- Supplied information -
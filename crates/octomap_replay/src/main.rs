//! Synthetic scene replay.
//!
//! Renders an orbiting camera over a labelled tabletop and streams the scans
//! through the instance mapper, either inline or through the background
//! worker. Prints the class summary, the exported grids and stage timings.

mod config;
mod scene;

use std::collections::HashMap;
use std::path::PathBuf;
use std::time::{Duration, SystemTime};

use anyhow::{Context, Result};
use clap::Parser;
use glam::DAffine3;
use instance_octomap::{
	InstanceMapper, MapMetrics, MapWorker, ScanInput, ScanOutcome, Stage, VoxelGrid, WorkerEvent,
};
use serde::Serialize;
use tracing::{info, warn};
use tracing_subscriber::EnvFilter;

use config::Config;
use scene::Scene;

/// Replays a synthetic labelled scene through the instance mapper.
#[derive(Parser, Debug)]
#[command(name = "octomap_replay")]
#[command(about = "Streams a synthetic tabletop scene through the instance mapper")]
struct Args {
	/// Path to configuration TOML file (defaults when omitted).
	#[arg(short, long)]
	config: Option<PathBuf>,

	/// Override the number of scans.
	#[arg(short, long)]
	scans: Option<usize>,

	/// Override the scene seed.
	#[arg(long)]
	seed: Option<u64>,

	/// Process scans on the background worker.
	#[arg(long)]
	worker: bool,

	/// Write the background map in the binary octree format.
	#[arg(long)]
	output_map: Option<PathBuf>,

	/// Write the world-frame grids as TOML.
	#[arg(long)]
	grids_out: Option<PathBuf>,
}

#[derive(Serialize)]
struct GridDump<'a> {
	grids: &'a [VoxelGrid],
}

/// How long the replay waits for the worker to answer one scan.
const WORKER_TIMEOUT: Duration = Duration::from_secs(10);

fn main() -> Result<()> {
	let args = Args::parse();

	let filter = EnvFilter::try_from_default_env().unwrap_or_else(|_| EnvFilter::new("info"));
	tracing_subscriber::fmt().with_env_filter(filter).init();

	let mut config = match &args.config {
		Some(path) => {
			info!("Loading config from: {}", path.display());
			Config::load(path)?
		}
		None => Config::default(),
	};
	if let Some(scans) = args.scans {
		config.scene.scans = scans;
	}
	if let Some(seed) = args.seed {
		config.scene.seed = seed;
	}
	config.validate()?;

	info!(
		"Replaying {} scans of {}x{} with {} objects",
		config.scene.scans,
		config.scene.width,
		config.scene.height,
		config.scene.objects.len()
	);

	let mapper = InstanceMapper::new(config.mapper).context("Creating mapper")?;
	let mut scene = Scene::new(config.scene);

	let mapper = if args.worker {
		replay_on_worker(mapper, &mut scene)?
	} else {
		replay_inline(mapper, &mut scene)?
	};

	report(&mapper);

	if let Some(path) = &args.output_map {
		let background = mapper
			.store()
			.background()
			.context("Map is empty, nothing to write")?;
		let mut file = std::fs::File::create(path)
			.with_context(|| format!("Failed to create map file: {}", path.display()))?;
		background
			.write_binary(&mut file)
			.with_context(|| format!("Failed to write map: {}", path.display()))?;
		println!("  ✓ {}", path.display());
	}

	if let Some(path) = &args.grids_out {
		let grids = mapper.world_grids();
		let content =
			toml::to_string(&GridDump { grids: &grids }).context("Failed to serialize grids")?;
		std::fs::write(path, content)
			.with_context(|| format!("Failed to write grids: {}", path.display()))?;
		println!("  ✓ {}", path.display());
	}

	Ok(())
}

fn replay_inline(mut mapper: InstanceMapper, scene: &mut Scene) -> Result<InstanceMapper> {
	for index in 0..scene.len() {
		let scan = scene.capture(index);
		let outcome = mapper
			.process_scan(scan)
			.with_context(|| format!("Scan {} failed", index))?;
		log_outcome(index, &outcome);
	}
	Ok(mapper)
}

fn replay_on_worker(mapper: InstanceMapper, scene: &mut Scene) -> Result<InstanceMapper> {
	// Capture everything up front so the pose table is complete.
	let mut poses: HashMap<SystemTime, DAffine3> = HashMap::new();
	let mut inputs = Vec::with_capacity(scene.len());
	for index in 0..scene.len() {
		let scan = scene.capture(index);
		poses.insert(scan.stamp, scan.sensor_to_world);
		inputs.push(ScanInput {
			stamp: scan.stamp,
			intrinsics: scan.intrinsics,
			cloud: scan.cloud,
			labels: scan.labels,
			classes: scan.classes,
		});
	}

	let shared = mapper.into_shared();
	let worker = MapWorker::spawn(shared.clone(), move |stamp: SystemTime, _timeout: Duration| {
		poses.get(&stamp).copied()
	})
	.context("Spawning worker")?;

	for (index, input) in inputs.into_iter().enumerate() {
		if !worker.submit(input) {
			anyhow::bail!("worker stopped before scan {}", index);
		}
		match worker.wait_event(WORKER_TIMEOUT) {
			Some(WorkerEvent::Outcome { outcome, .. }) => log_outcome(index, &outcome),
			Some(WorkerEvent::Failed { error, .. }) => {
				return Err(error).with_context(|| format!("Scan {} failed", index));
			}
			None => anyhow::bail!("no answer from worker for scan {}", index),
		}
	}
	worker.shutdown();

	let mapper = std::sync::Arc::try_unwrap(shared)
		.map_err(|_| anyhow::anyhow!("mapper still shared after worker shutdown"))?
		.into_inner();
	Ok(mapper)
}

fn log_outcome(index: usize, outcome: &ScanOutcome) {
	match outcome {
		ScanOutcome::Processed(output) => info!(
			scan = index,
			points = output.insertion.points,
			created = output.insertion.created.len(),
			tracked = output.mapping.len(),
			grids = output.grids.len(),
			"scan processed"
		),
		other => warn!(scan = index, ?other, "scan not processed"),
	}
}

fn report(mapper: &InstanceMapper) {
	let catalog = &mapper.config().classes;

	println!("\nObjects:");
	for class in mapper.class_summary() {
		let name = catalog.name_of(class.class_id).unwrap_or("?");
		let bbox = mapper
			.store()
			.get(class.instance_id)
			.and_then(|entry| entry.bbox());
		match bbox {
			Some(bbox) => println!(
				"  #{:<3} {:<12} class {:<3} bbox {:.3?} .. {:.3?}",
				class.instance_id,
				name,
				class.class_id,
				bbox.min.to_array(),
				bbox.max.to_array()
			),
			None => println!(
				"  #{:<3} {:<12} class {:<3}",
				class.instance_id, name, class.class_id
			),
		}
	}

	println!("\nGrids:");
	for grid in mapper.world_grids() {
		println!(
			"  #{:<3} pitch {:.3} cells {}",
			grid.instance_id,
			grid.pitch,
			grid.len()
		);
	}

	print_metrics(mapper.metrics());
}

fn print_metrics(metrics: &MapMetrics) {
	println!("\nTimings (avg us over last {} scans):", metrics.insertion.len());
	for (label, stage) in [
		("projection", Stage::Projection),
		("tracking", Stage::Tracking),
		("insertion", Stage::Insertion),
		("export", Stage::Export),
		("publish", Stage::Publish),
	] {
		println!("  {:<11} {:>10.1}", label, metrics.window(stage).average());
	}
	println!("  {:<11} {:>10.1}", "total", metrics.avg_scan_us());
	println!(
		"\nScans: {} processed, {} stale, {} pose dropped, {} projection failed, {} skipped",
		metrics.processed,
		metrics.stale,
		metrics.pose_dropped,
		metrics.projection_failed,
		metrics.skipped
	);
}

- Prompt -
All lines of the listing holding the string "inputs" must be returned, copied as they stand.

- Response to this task -
	let mut inputs = Vec::with_capacity(scene.len());
		inputs.push(ScanInput {
	for (index, input) in inputs.into_iter().enumerate() {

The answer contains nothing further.